It became a goal we've been working on at Team Novo Nordisk and we had tried partnering with different companies to make that bridge happen. And lo and behold, it was a gentleman by the name of Chip Hawkins who is the CEO of Wahoo Fitness, and Chip got glucose data onto my bike computer through Wahoo.

Looking back to my first twenty days on CGM, I learned more about what everything does to my body in those twenty days than in the first 23 years of life of obsessively checking my glucose. Fast forward to 2018, when I got my first 15 bike rides with CGM data on my bike computer, and I learned more about optimizing nutrition while on the bike than in the previous 10 years of having CGM in my pocket. And I thought, this is the greatest technology I've ever had access to as a person living with diabetes. And I started showing it to others. As I started showing it to more and more athletes without diabetes, every endurance athlete, even those without diabetes, said they wanted access to this same type of insight into their body. They said they would definitely wear a CGM and use this feature it allowed them to improve their fueling, which would help with overall performance.

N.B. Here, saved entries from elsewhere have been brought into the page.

//! Result aggregation
//!
//! Folds per-worker results into one run result and pulls summary lines out
//! of captured output.

use serde::Serialize;

use crate::models::WorkerResult;

/// Pulls result summary lines out of a worker's output
pub trait SummaryExtractor: Send + Sync {
    fn extract(&self, output: &str) -> Vec<String>;
}

/// Finds `N failure(s)` lines after stripping progress markers (`.`, `F`, `*`)
#[derive(Clone, Copy, Debug, Default)]
pub struct FailureCountExtractor;

impl SummaryExtractor for FailureCountExtractor {
    fn extract(&self, output: &str) -> Vec<String> {
        output
            .lines()
            .map(|line| line.replace(['.', 'F', '*'], ""))
            .filter(|line| has_failure_count(line))
            .collect()
    }
}

/// True when the line has a run of digits followed by " failure"
fn has_failure_count(line: &str) -> bool {
    line.match_indices(" failure").any(|(index, _)| {
        line[..index]
            .chars()
            .next_back()
            .is_some_and(|c| c.is_ascii_digit())
    })
}

/// Aggregate outcome of one run
#[derive(Clone, Debug, Serialize)]
pub struct RunResult {
    /// Ordered by worker ordinal
    pub workers: Vec<WorkerResult>,
    pub success: bool,
    pub duration_ms: u64,
}

impl RunResult {
    pub fn new(mut workers: Vec<WorkerResult>, duration_ms: u64) -> Self {
        workers.sort_by_key(|w| w.ordinal);
        let success = workers.iter().all(WorkerResult::is_success);

        Self {
            workers,
            success,
            duration_ms,
        }
    }

    pub fn failed_workers(&self) -> Vec<&WorkerResult> {
        self.workers.iter().filter(|w| !w.is_success()).collect()
    }

    /// Summary lines from every worker, in ordinal order
    pub fn summary_lines(&self, extractor: &dyn SummaryExtractor) -> Vec<String> {
        self.workers
            .iter()
            .flat_map(|w| extractor.extract(&w.output))
            .collect()
    }

    /// Process exit code for the whole run
    pub fn exit_code(&self) -> i32 {
        if self.success {
            0
        } else {
            1
        }
    }
}

#[cfg(test)]
mod tests {
    use super::*;
    use crate::models::WorkerStatus;

    fn exited(ordinal: usize, code: i32, output: &str) -> WorkerResult {
        WorkerResult::new(ordinal, Vec::new(), WorkerStatus::Exited(code), output)
    }

    #[test]
    fn test_all_success() {
        let run = RunResult::new((0..4).map(|i| exited(i, 0, "")).collect(), 10);
        assert!(run.success);
        assert_eq!(run.exit_code(), 0);
        assert!(run.failed_workers().is_empty());
    }

    #[test]
    fn test_one_failure_fails_run() {
        let codes = [0, 0, 1, 0];
        let workers = codes
            .iter()
            .enumerate()
            .map(|(i, c)| exited(i, *c, ""))
            .collect();
        let run = RunResult::new(workers, 10);

        assert!(!run.success);
        assert_eq!(run.exit_code(), 1);
        let failed: Vec<_> = run.failed_workers().iter().map(|w| w.ordinal).collect();
        assert_eq!(failed, vec![2]);
    }

    #[test]
    fn test_spawn_failure_and_termination_fail_run() {
        let run = RunResult::new(
            vec![
                exited(0, 0, ""),
                WorkerResult::new(1, Vec::new(), WorkerStatus::SpawnFailed("nope".into()), ""),
            ],
            1,
        );
        assert!(!run.success);

        let run = RunResult::new(
            vec![WorkerResult::new(0, Vec::new(), WorkerStatus::Terminated, "")],
            1,
        );
        assert!(!run.success);
    }

    #[test]
    fn test_skipped_workers_count_as_success() {
        let run = RunResult::new(vec![exited(0, 0, ""), WorkerResult::skipped(1)], 1);
        assert!(run.success);
    }

    #[test]
    fn test_results_sorted_by_ordinal() {
        let run = RunResult::new(vec![exited(2, 0, ""), exited(0, 0, ""), exited(1, 0, "")], 1);
        let ordinals: Vec<_> = run.workers.iter().map(|w| w.ordinal).collect();
        assert_eq!(ordinals, vec![0, 1, 2]);
    }

    #[test]
    fn test_extract_failure_lines() {
        let output = "Loaded suite\n..F.*\nFinished in 0.1 seconds.\n5 tests, 7 assertions, 1 failures, 0 errors\n";
        let lines = FailureCountExtractor.extract(output);
        assert_eq!(lines, vec!["5 tests, 7 assertions, 1 failures, 0 errors"]);
    }

    #[test]
    fn test_extract_rspec_style() {
        let output = "..\n\nFinished in 0.002 seconds\n2 examples, 0 failures\n";
        assert_eq!(
            FailureCountExtractor.extract(output),
            vec!["2 examples, 0 failures"]
        );
    }

    #[test]
    fn test_extract_misses_are_omitted() {
        assert!(FailureCountExtractor.extract("no summary here\nfailure without count").is_empty());
        assert!(FailureCountExtractor.extract("").is_empty());
    }

    #[test]
    fn test_summary_lines_in_ordinal_order() {
        let run = RunResult::new(
            vec![
                exited(1, 1, "1 example, 1 failure\n"),
                exited(0, 0, "1 example, 0 failures\n"),
            ],
            1,
        );
        assert_eq!(
            run.summary_lines(&FailureCountExtractor),
            vec!["1 example, 0 failures", "1 example, 1 failure"]
        );
    }
}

I started getting some advice from a young entrepreneurial endurance athlete group in Atlanta. They kept pushing me that a key facet to moving this from an idea into a real business was in our sensor partner. At this time, Jared Watkin, the Senior Vice President of Diabetes Care at Abbott, had just approved a four-year nearly $12 million donation to Rwanda that I was involved in. I went out to see Jared in May of 2019 to say thank you for what he did for Rwanda and I showed Jared the glucose on my bike computer. He said, “Phil, that's really interesting. Could you give us more of a business plan?” So, we came back a month later with Supersapiens and the entire brand identity and what we thought the partnership would look like with Abbott. The next week, Jared pitched it to Robert Ford, now President and CEO of Abbott (he was COO then), and Robert endorsed the concept. And we've been off to the races ever since. (Editor’s note – this is particularly moving given these two leaders’ extraordinarily long-term focus on diabetes at Abbott. Robert Ford joined Abbott in 1996 as a business unit manager in diabetes; Jared Watkin joined Abbott in 1998 when Abbott acquired blood glucose manufacturer MediSense. On Abbott’s website, Mr. Watkin shares his proudest moment at Abbott as when he had the opportunity to lead the team that developed Abbott’s Freestyle Libre Flash Glucose Monitoring System. Says the website: “ … as he looks to the future, he's committed to keeping Abbott Diabetes Care at the forefront of innovation, allowing us to provide better health, and a fuller life, to people with diabetes.")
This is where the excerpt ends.